─── DATA EXCERPTS
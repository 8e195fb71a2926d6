//! Auth session: who is viewing the dashboard.
//!
//! The session is created at login, persisted under [`AUTH_KEY`], and
//! removed at logout. Consumers never read it ambiently; they receive a
//! [`Viewer`] derived from the current [`AuthState`].

use serde::{Deserialize, Serialize};
use thiserror::Error;
use tracing::{debug, warn};

use fice_data::http::{auth_api, ApiClient};
use fice_data::{ApiError, DataError, MockDb, Role};

use crate::storage::{KeyValueStore, StorageError};

/// Storage key of the persisted session.
pub const AUTH_KEY: &str = "fice.auth";

/// A logged-in session.
#[derive(Debug, Clone, PartialEq, Eq, Serialize, Deserialize)]
pub struct AuthSession {
    pub token: String,
    pub user_id: String,
    pub role: Role,
}

/// Either nobody is logged in or a session exists.
#[derive(Debug, Clone, PartialEq, Eq)]
pub enum AuthState {
    Anonymous,
    Authenticated(AuthSession),
}

impl AuthState {
    pub fn role(&self) -> Option<Role> {
        match self {
            AuthState::Anonymous => None,
            AuthState::Authenticated(session) => Some(session.role),
        }
    }

    /// The session, or [`AuthError::NotLoggedIn`] when anonymous.
    pub fn require_session(&self) -> Result<&AuthSession, AuthError> {
        match self {
            AuthState::Anonymous => Err(AuthError::NotLoggedIn),
            AuthState::Authenticated(session) => Ok(session),
        }
    }

    /// The session if it carries the admin role.
    pub fn require_admin(&self) -> Result<&AuthSession, AuthError> {
        let session = self.require_session()?;
        match session.role {
            Role::Admin => Ok(session),
            Role::User => Err(AuthError::AdminRequired),
        }
    }

    /// The viewer for data queries; anonymous viewers see `fallback_user`
    /// with no role.
    pub fn viewer(&self, fallback_user: &str) -> Viewer {
        match self {
            AuthState::Anonymous => Viewer {
                user_id: fallback_user.to_string(),
                role: None,
            },
            AuthState::Authenticated(session) => Viewer {
                user_id: session.user_id.clone(),
                role: Some(session.role),
            },
        }
    }
}

/// Identity and role the dashboard renders for.
#[derive(Debug, Clone, PartialEq, Eq)]
pub struct Viewer {
    pub user_id: String,
    pub role: Option<Role>,
}

impl Viewer {
    /// Audit scope: admins see every event, everyone else only their own.
    pub fn audit_scope(&self) -> Option<&str> {
        match self.role {
            Some(Role::Admin) => None,
            _ => Some(self.user_id.as_str()),
        }
    }
}

#[derive(Debug, Error)]
pub enum AuthError {
    #[error(transparent)]
    Data(#[from] DataError),

    #[error(transparent)]
    Api(#[from] ApiError),

    #[error("Failed to persist session")]
    Storage(#[from] StorageError),

    /// The remote login answered without a token or user id.
    #[error("Login response is missing {0}")]
    IncompleteResponse(&'static str),

    #[error("Not logged in")]
    NotLoggedIn,

    #[error("Admin role required")]
    AdminRequired,
}

/// Reads and writes the persisted session.
#[derive(Debug, Clone)]
pub struct AuthStore<S> {
    storage: S,
}

impl<S: KeyValueStore> AuthStore<S> {
    pub fn new(storage: S) -> Self {
        Self { storage }
    }

    /// Current state. A missing or unreadable entry is anonymous.
    pub fn state(&self) -> AuthState {
        let raw = match self.storage.get(AUTH_KEY) {
            Ok(Some(raw)) => raw,
            Ok(None) => return AuthState::Anonymous,
            Err(e) => {
                warn!(error = %e, "auth storage unreadable");
                return AuthState::Anonymous;
            }
        };
        match serde_json::from_str(&raw) {
            Ok(session) => AuthState::Authenticated(session),
            Err(e) => {
                debug!(error = %e, "ignoring corrupt auth entry");
                AuthState::Anonymous
            }
        }
    }

    fn write(&self, session: &AuthSession) -> Result<(), AuthError> {
        let json = serde_json::to_string(session)
            .map_err(|e| StorageError::Serialize(e.to_string()))?;
        self.storage.set(AUTH_KEY, &json)?;
        Ok(())
    }

    /// Logs in against the mock database and persists the session.
    pub fn login(
        &self,
        db: &mut MockDb,
        email: &str,
        password: &str,
    ) -> Result<AuthSession, AuthError> {
        let token = db.login(email, password)?;
        let session = AuthSession {
            token: token.token,
            user_id: token.user_id,
            role: token.role,
        };
        self.write(&session)?;
        debug!(user = %session.user_id, role = %session.role, "logged in");
        Ok(session)
    }

    /// Logs in against the TALC backend and persists the session.
    ///
    /// A response without a role is treated as a regular user.
    pub fn login_remote(
        &self,
        client: &ApiClient,
        email: &str,
        password: &str,
    ) -> Result<AuthSession, AuthError> {
        let res = auth_api::login(client, email, password)?;
        let session = AuthSession {
            token: res.token.ok_or(AuthError::IncompleteResponse("token"))?,
            user_id: res.user_id.ok_or(AuthError::IncompleteResponse("user_id"))?,
            role: res.role.unwrap_or(Role::User),
        };
        self.write(&session)?;
        Ok(session)
    }

    /// Records the logout and removes the session. Anonymous is a no-op.
    pub fn logout(&self, db: &mut MockDb) -> Result<(), AuthError> {
        if let AuthState::Authenticated(session) = self.state() {
            db.logout(&session.user_id);
            debug!(user = %session.user_id, "logged out");
        }
        self.storage.remove(AUTH_KEY)?;
        Ok(())
    }

    /// Demo helper: rewrites the role of the current session.
    ///
    /// # Errors
    ///
    /// [`AuthError::NotLoggedIn`] when anonymous.
    pub fn switch_role(&self, role: Role) -> Result<AuthSession, AuthError> {
        match self.state() {
            AuthState::Anonymous => Err(AuthError::NotLoggedIn),
            AuthState::Authenticated(mut session) => {
                session.role = role;
                self.write(&session)?;
                Ok(session)
            }
        }
    }
}

#[cfg(test)]
mod tests {
    use super::*;
    use crate::storage::MemoryStore;
    use chrono::Utc;
    use fice_data::AuditAction;

    fn setup() -> (AuthStore<MemoryStore>, MockDb) {
        (AuthStore::new(MemoryStore::new()), MockDb::seeded(Utc::now()))
    }

    #[test]
    fn starts_anonymous() {
        let (auth, _) = setup();
        assert_eq!(auth.state(), AuthState::Anonymous);
        let viewer = auth.state().viewer("u_user");
        assert_eq!(viewer.user_id, "u_user");
        assert_eq!(viewer.role, None);
        assert_eq!(viewer.audit_scope(), Some("u_user"));
    }

    #[test]
    fn login_persists_session() {
        let (auth, mut db) = setup();
        let session = auth.login(&mut db, "admin@devioz.pe", "pw").unwrap();
        assert_eq!(session.role, Role::Admin);
        assert_eq!(auth.state(), AuthState::Authenticated(session.clone()));

        let viewer = auth.state().viewer("u_user");
        assert_eq!(viewer.user_id, "u_admin");
        assert_eq!(viewer.audit_scope(), None);
    }

    #[test]
    fn failed_login_leaves_state_untouched() {
        let (auth, mut db) = setup();
        let err = auth.login(&mut db, "ghost@devioz.pe", "pw").unwrap_err();
        assert!(matches!(err, AuthError::Data(DataError::InvalidCredentials)));
        assert_eq!(auth.state(), AuthState::Anonymous);
    }

    #[test]
    fn logout_records_event_and_clears() {
        let (auth, mut db) = setup();
        auth.login(&mut db, "user@devioz.pe", "pw").unwrap();
        auth.logout(&mut db).unwrap();
        assert_eq!(auth.state(), AuthState::Anonymous);
        assert_eq!(db.audit_events(Some("u_user"))[0].action, AuditAction::Logout);
    }

    #[test]
    fn switch_role_requires_session() {
        let (auth, mut db) = setup();
        assert!(matches!(auth.switch_role(Role::Admin), Err(AuthError::NotLoggedIn)));

        auth.login(&mut db, "user@devioz.pe", "pw").unwrap();
        let session = auth.switch_role(Role::Admin).unwrap();
        assert_eq!(session.user_id, "u_user");
        assert_eq!(auth.state().role(), Some(Role::Admin));
    }

    #[test]
    fn corrupt_entry_reads_as_anonymous() {
        let (auth, _) = setup();
        auth.storage.set(AUTH_KEY, "{broken").unwrap();
        assert_eq!(auth.state(), AuthState::Anonymous);
    }

    #[test]
    fn entry_uses_plain_json_fields() {
        let (auth, _) = setup();
        auth.storage
            .set(AUTH_KEY, r#"{"token":"tk","user_id":"u_user","role":"User"}"#)
            .unwrap();
        assert_eq!(auth.state().role(), Some(Role::User));
    }

    #[test]
    fn remote_login_without_backend_fails_cleanly() {
        let (auth, _) = setup();
        let client = ApiClient::new("", "");
        let err = auth.login_remote(&client, "user@devioz.pe", "pw").unwrap_err();
        assert!(matches!(err, AuthError::Api(ApiError::MissingBaseUrl(_))));
        assert_eq!(auth.state(), AuthState::Anonymous);
    }

    #[test]
    fn require_session_and_admin() {
        let (auth, mut db) = setup();
        assert!(matches!(
            auth.state().require_session(),
            Err(AuthError::NotLoggedIn)
        ));
        assert!(matches!(
            auth.state().require_admin(),
            Err(AuthError::NotLoggedIn)
        ));

        auth.login(&mut db, "user@devioz.pe", "pw").unwrap();
        assert_eq!(auth.state().require_session().unwrap().user_id, "u_user");
        assert!(matches!(
            auth.state().require_admin(),
            Err(AuthError::AdminRequired)
        ));

        auth.switch_role(Role::Admin).unwrap();
        assert_eq!(auth.state().require_admin().unwrap().role, Role::Admin);
    }
}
──────
Search the entries above for the word "KeyValueStore" and copy each line where it appears.

ANSWER BOX:
use crate::storage::{KeyValueStore, StorageError};
impl<S: KeyValueStore> AuthStore<S> {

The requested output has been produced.